In 7th Grade, when faced with our first and only final of the year, we took dramatic snaps of flashcards spread all out over the desk captioned, “SO stressed for finals.” We felt indignant towards the eleventh graders who mocked our fanatic use of the word “stress” to describe what, looking back, really was just a glorified test. But now I am one of those dismissive eleventh graders, preoccupied with how to get into college without having cured cancer or stopped global warming.
Clearly Marlborough feels the need to compensate for the last four years of stress by giving us a few perks. When musing on the juxtaposition of our newfound independence with the overall sucky-ness of junior year, I decided to organize a pros and cons list.
Pro: Juniors are allowed in the Collins Room, which means our days of sneaking lunch past Ms.

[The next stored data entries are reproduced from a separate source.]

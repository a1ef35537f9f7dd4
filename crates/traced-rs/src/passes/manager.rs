//! Pass scheduling and sweeping.

use std::collections::HashMap;

use crate::eval::Evaluator;
use crate::graph::Graph;

use super::{
    Direction, Pass, PassConfig, PassContext, PassError, PassRegistry, PassResult, PassStats,
    Transform,
};

/// Per-pass statistics of one [`PassManager::run_passes`] call, in execution order.
#[derive(Debug, Default, Clone, PartialEq, Eq)]
pub struct RunReport {
    pub passes: Vec<(String, PassStats)>,
}

impl RunReport {
    /// Names of the passes that ran, in execution order.
    pub fn order(&self) -> Vec<&str> {
        self.passes.iter().map(|(name, _)| name.as_str()).collect()
    }

    pub fn stats(&self, pass: &str) -> Option<PassStats> {
        self.passes
            .iter()
            .find(|(name, _)| name == pass)
            .map(|(_, stats)| *stats)
    }

    pub fn total(&self) -> PassStats {
        self.passes
            .iter()
            .fold(PassStats::default(), |acc, (_, stats)| acc.merge(*stats))
    }
}

#[derive(Clone, Copy, PartialEq, Eq)]
enum Mark {
    Visiting,
    Done,
}

pub struct PassManager<'r> {
    registry: &'r PassRegistry,
    config: PassConfig,
}

impl<'r> PassManager<'r> {
    pub fn new(registry: &'r PassRegistry, config: PassConfig) -> Self {
        Self { registry, config }
    }

    pub fn config(&self) -> &PassConfig {
        &self.config
    }

    /// Orders `names` so that every pass runs after the passes it requires.
    ///
    /// Requirements are pulled in transitively and each pass appears once.
    /// Otherwise the requested order is kept.
    pub fn schedule(&self, names: &[&str]) -> PassResult<Vec<String>> {
        Ok(self
            .plan(names)?
            .iter()
            .map(|pass| pass.name().to_string())
            .collect())
    }

    fn plan(&self, names: &[&str]) -> PassResult<Vec<Box<dyn Pass>>> {
        let mut marks: HashMap<String, Mark> = HashMap::new();
        let mut stack: Vec<String> = Vec::new();
        let mut ordered: Vec<Box<dyn Pass>> = Vec::new();
        for name in names {
            self.visit(name, None, &mut marks, &mut stack, &mut ordered)?;
        }
        Ok(ordered)
    }

    fn visit(
        &self,
        name: &str,
        required_by: Option<&str>,
        marks: &mut HashMap<String, Mark>,
        stack: &mut Vec<String>,
        ordered: &mut Vec<Box<dyn Pass>>,
    ) -> PassResult<()> {
        match marks.get(name) {
            Some(Mark::Done) => return Ok(()),
            Some(Mark::Visiting) => {
                let start = stack.iter().position(|pass| pass == name).unwrap_or(0);
                let mut cycle = stack[start..].to_vec();
                cycle.push(name.to_string());
                return Err(PassError::CyclicDependency { cycle });
            }
            None => {}
        }
        let pass = self
            .registry
            .instantiate(name)
            .ok_or_else(|| PassError::UnknownPass {
                name: name.to_string(),
                required_by: required_by.map(str::to_string),
            })?;
        marks.insert(name.to_string(), Mark::Visiting);
        stack.push(name.to_string());
        for required in pass.required_passes() {
            self.visit(required, Some(name), marks, stack, ordered)?;
        }
        stack.pop();
        marks.insert(name.to_string(), Mark::Done);
        ordered.push(pass);
        Ok(())
    }

    /// Schedules `names` and runs the passes over `graph`.
    ///
    /// Scheduling errors are reported before the graph is touched. A failure in a
    /// later pass leaves every completed substitution in place.
    #[tracing::instrument(skip_all, fields(graph = %graph.name(), passes = ?names))]
    pub fn run_passes(
        &self,
        graph: &mut Graph,
        names: &[&str],
        evaluator: &dyn Evaluator,
    ) -> PassResult<RunReport> {
        let passes = self.plan(names)?;
        graph.compile()?;

        let cx = PassContext::new(evaluator);
        let mut report = RunReport::default();
        for pass in passes {
            let stats = self.run_pass(graph, pass.as_ref(), &cx)?;
            report.passes.push((pass.name().to_string(), stats));
        }
        Ok(report)
    }

    fn run_pass(
        &self,
        graph: &mut Graph,
        pass: &dyn Pass,
        cx: &PassContext<'_>,
    ) -> PassResult<PassStats> {
        let mut stats = PassStats::default();
        if pass.run_once() {
            stats.iterations = 1;
            stats.substitutions = self.sweep(graph, pass, cx)?;
        } else {
            loop {
                if stats.iterations >= self.config.max_iterations {
                    tracing::warn!(
                        pass = pass.name(),
                        max_iterations = self.config.max_iterations,
                        substitutions = stats.substitutions,
                        "fixpoint pass did not converge"
                    );
                    return Err(PassError::NonConvergence {
                        pass: pass.name().to_string(),
                        max_iterations: self.config.max_iterations,
                    });
                }
                stats.iterations += 1;
                let substitutions = self.sweep(graph, pass, cx)?;
                stats.substitutions += substitutions;
                if substitutions == 0 {
                    break;
                }
            }
        }
        if self.config.recompile_after_pass {
            stats.erased += graph.compile()?;
        }

        tracing::debug!(
            pass = pass.name(),
            iterations = stats.iterations,
            substitutions = stats.substitutions,
            erased = stats.erased,
            "pass finished"
        );
        if self.config.log_stats {
            tracing::info!(
                "pass {} iterations={} substitutions={} erased={} exprs={}",
                pass.name(),
                stats.iterations,
                stats.substitutions,
                stats.erased,
                graph.expr_count()
            );
        }
        Ok(stats)
    }

    /// Offers every expression of a snapshot of the current order to `pass` once.
    /// Returns the number of substitutions.
    fn sweep(&self, graph: &mut Graph, pass: &dyn Pass, cx: &PassContext<'_>) -> PassResult<usize> {
        let mut snapshot = graph.exprs_in_order();
        if pass.direction() == Direction::Backward {
            snapshot.reverse();
        }

        let mut substitutions = 0;
        for expr in snapshot {
            if !graph.contains_expr(expr) {
                continue;
            }
            let mut current = expr;
            let mut chain = 0;
            while let Transform::Replaced(next) = pass.run_transform(graph, current, cx)? {
                substitutions += 1;
                chain += 1;
                tracing::trace!(pass = pass.name(), from = %current, to = %next, "substituted");
                if !graph.contains_expr(next) {
                    break;
                }
                if chain >= self.config.max_chain {
                    tracing::warn!(
                        pass = pass.name(),
                        expr = %next,
                        max_chain = self.config.max_chain,
                        "rewrite chain did not settle"
                    );
                    return Err(PassError::NonConvergence {
                        pass: pass.name().to_string(),
                        max_iterations: self.config.max_chain,
                    });
                }
                current = next;
            }
        }
        Ok(substitutions)
    }
}
//! Declarative single-expression operator patterns.
//!
//! A pattern is a set of operator identities. Leaves are built with [`is_op`] and
//! combined with `|` / `|=`; unions are flattened, so matching is a membership
//! test over the leaves.

use std::fmt;
use std::ops::{BitOr, BitOrAssign};

use crate::graph::{Expr, FunctionRef, OpDefKind, Target};

/// Operator identity compared by patterns.
///
/// Functions compare by `(module, name)`, methods by their literal name, and
/// opdefs by kind (never by parameters).
#[derive(Debug, Clone, PartialEq, Eq, Hash)]
pub enum OpKey {
    Function(FunctionRef),
    Method(String),
    OpDef(OpDefKind),
}

impl OpKey {
    /// Identity of an expression target; `None` for targets no pattern can name.
    pub fn of(target: &Target) -> Option<OpKey> {
        match target {
            Target::CallFunction(func) => Some(OpKey::Function(func.clone())),
            Target::CallMethod(name) => Some(OpKey::Method(name.clone())),
            Target::Apply(op) => Some(OpKey::OpDef(op.kind())),
            Target::Input
            | Target::Constant
            | Target::GetAttr(_)
            | Target::CallModule => None,
        }
    }

    pub fn as_method(&self) -> Option<&str> {
        match self {
            OpKey::Method(name) => Some(name),
            _ => None,
        }
    }
}

impl From<FunctionRef> for OpKey {
    fn from(func: FunctionRef) -> Self {
        OpKey::Function(func)
    }
}

impl From<&str> for OpKey {
    fn from(method: &str) -> Self {
        OpKey::Method(method.to_string())
    }
}

impl From<OpDefKind> for OpKey {
    fn from(kind: OpDefKind) -> Self {
        OpKey::OpDef(kind)
    }
}

impl fmt::Display for OpKey {
    fn fmt(&self, f: &mut fmt::Formatter<'_>) -> fmt::Result {
        match self {
            OpKey::Function(func) => write!(f, "{func}"),
            OpKey::Method(name) => f.write_str(name),
            OpKey::OpDef(kind) => write!(f, "{kind}"),
        }
    }
}

#[derive(Debug, Clone, PartialEq, Eq)]
pub enum Pattern {
    Op(OpKey),
    Or(Vec<OpKey>),
}

/// Leaf pattern matching expressions whose target is `op`.
pub fn is_op(op: impl Into<OpKey>) -> Pattern {
    Pattern::Op(op.into())
}

impl Pattern {
    /// Leaves of this pattern, in the order they were combined.
    pub fn leaves(&self) -> &[OpKey] {
        match self {
            Pattern::Op(op) => std::slice::from_ref(op),
            Pattern::Or(ops) => ops,
        }
    }

    pub fn matches(&self, expr: &Expr) -> bool {
        self.matching_leaf(expr).is_some()
    }

    fn matching_leaf(&self, expr: &Expr) -> Option<&OpKey> {
        let key = OpKey::of(&expr.target)?;
        self.leaves().iter().find(|leaf| **leaf == key)
    }
}

impl BitOr for Pattern {
    type Output = Pattern;

    fn bitor(mut self, rhs: Pattern) -> Pattern {
        self |= rhs;
        self
    }
}

impl BitOrAssign for Pattern {
    fn bitor_assign(&mut self, rhs: Pattern) {
        let mut leaves = self.leaves().to_vec();
        for leaf in rhs.leaves() {
            if !leaves.contains(leaf) {
                leaves.push(leaf.clone());
            }
        }
        *self = Pattern::Or(leaves);
    }
}

/// Per-attempt matcher recording which leaf pattern matched.
#[derive(Debug, Default)]
pub struct PatternMatcher {
    matched_patterns: Vec<Pattern>,
}

impl PatternMatcher {
    pub fn new() -> Self {
        Self::default()
    }

    /// Matches `pattern` against `expr`; on success the matched leaf is recorded.
    pub fn matches(&mut self, pattern: &Pattern, expr: &Expr) -> bool {
        self.matched_patterns.clear();
        match pattern.matching_leaf(expr) {
            Some(leaf) => {
                self.matched_patterns.push(Pattern::Op(leaf.clone()));
                true
            }
            None => false,
        }
    }

    pub fn matched_patterns(&self) -> &[Pattern] {
        &self.matched_patterns
    }

    /// Target identity of the first matched leaf.
    pub fn matched_op(&self) -> Option<&OpKey> {
        match self.matched_patterns.first()? {
            Pattern::Op(op) => Some(op),
            Pattern::Or(ops) => ops.first(),
        }
    }
}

Gomez into the ARC cubicles are over!
Con: On the first day of school I tried to postmate a sandwich from Larchmont and eat it in the quiet, air conditioned paradise of Collins, only to find that we are no longer allowed to Postmate to school or eat in Collins. I guess this marks the beginning of a new era in which we sneak food past Señora Battiata instead.
Pro: We don’t have morning advisory anymore. No more sprinting up the stairs at 7:56 a.m., texting my fellow advisory members to please tell Ms. Weisman that I am “OMW cmming as fast as I can!”
Con: Now I’m just marked late to my first class instead of advisory.
Pro: Juniors can leave campus for lunch, which means no more longing stares at seniors’ takeout food!
Con: Because I failed my license test (due to a conspiracy at the Melrose DMV), I planned to get around my vehicle/postmating limitations by signing out of school for lunch and simply meeting my Postmates driver on Rossmore. This plan was thwarted when I found out juniors can only use their lunch privilege once a week when their free periods align with lunch. #notmylunchprivilege
Con: The most disturbing development this year has unquestionably been the school-wide ban on black turtlenecks. Not targeted specifically at juniors, this decision has had serious repercussions. I understand the logic that turtlenecks are not really considered “outerwear,” but I’m bewildered as to why the school suddenly decided to enforce this technicality. I imagine Mary Caswell turning over in her grave wondering how these “ever graceful halls of learning” will look without a sea of Urban Outfitters skin tight mock necks. Although we still have the option to wear white turtlenecks, the difference between a white and a black turtleneck is quite literally the difference between Kendall Jenner and Velma from Scooby Doo.
Pro: Despite the adversity we face, I believe there’s time to make the most out of junior year. As DJ Khalid says, “They don’t want you to win.” But as DJ Khalid also says, “All we do is win.”